**What you should do:** Each line of the data that includes the string "self" is to be copied out.

**Working data:**
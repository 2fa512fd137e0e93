//! PCM sample decoding and normalization

use std::time::Duration;

/// One decoded run of normalized samples, consumed by the scheduler.
#[derive(Debug, Clone, PartialEq)]
pub struct SampleSegment {
    pub samples: Vec<f32>,
}

impl SampleSegment {
    pub fn len(&self) -> usize {
        self.samples.len()
    }

    pub fn is_empty(&self) -> bool {
        self.samples.is_empty()
    }

    /// Playback duration of this segment at the given sample rate.
    pub fn duration(&self, sample_rate: u32) -> Duration {
        if sample_rate == 0 {
            return Duration::ZERO;
        }
        Duration::from_secs_f64(self.samples.len() as f64 / sample_rate as f64)
    }
}

/// Decode an aligned span of little-endian 16-bit PCM into normalized f32.
///
/// Negative values divide by 32768 and non-negative values by 32767: the
/// full negative range is preserved and +1.0 is never exceeded.
pub fn decode_pcm16(span: &[u8]) -> SampleSegment {
    debug_assert!(span.len() % 2 == 0);
    let samples = span
        .chunks_exact(2)
        .map(|pair| {
            let value = i16::from_le_bytes([pair[0], pair[1]]);
            if value < 0 {
                f32::from(value) / 32768.0
            } else {
                f32::from(value) / 32767.0
            }
        })
        .collect();
    SampleSegment { samples }
}

#[cfg(test)]
mod tests {
    use super::*;

    #[test]
    fn negative_one_normalizes_over_32768() {
        let segment = decode_pcm16(&[0xFF, 0xFF]);
        assert_eq!(segment.samples, vec![-1.0 / 32768.0]);
    }

    #[test]
    fn positive_one_normalizes_over_32767() {
        let segment = decode_pcm16(&[0x01, 0x00]);
        assert_eq!(segment.samples, vec![1.0 / 32767.0]);
    }

    #[test]
    fn extremes_map_to_unit_range() {
        let segment = decode_pcm16(&[0x00, 0x80, 0xFF, 0x7F]);
        assert_eq!(segment.samples, vec![-1.0, 1.0]);
    }

    #[test]
    fn zero_is_zero() {
        let segment = decode_pcm16(&[0x00, 0x00]);
        assert_eq!(segment.samples, vec![0.0]);
    }

    #[test]
    fn decode_is_deterministic() {
        let span: Vec<u8> = (0..64u8).collect();
        assert_eq!(decode_pcm16(&span), decode_pcm16(&span));
        assert_eq!(decode_pcm16(&span).len(), 32);
    }

    #[test]
    fn empty_span_decodes_to_nothing() {
        assert!(decode_pcm16(&[]).is_empty());
    }

    #[test]
    fn duration_follows_sample_rate() {
        let segment = decode_pcm16(&[0u8; 48000]);
        assert_eq!(segment.duration(24000), Duration::from_secs(1));
    }
}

**Your solution:**
    pub fn len(&self) -> usize {
        self.samples.len()
    pub fn is_empty(&self) -> bool {
        self.samples.is_empty()
    pub fn duration(&self, sample_rate: u32) -> Duration {
        Duration::from_secs_f64(self.samples.len() as f64 / sample_rate as f64)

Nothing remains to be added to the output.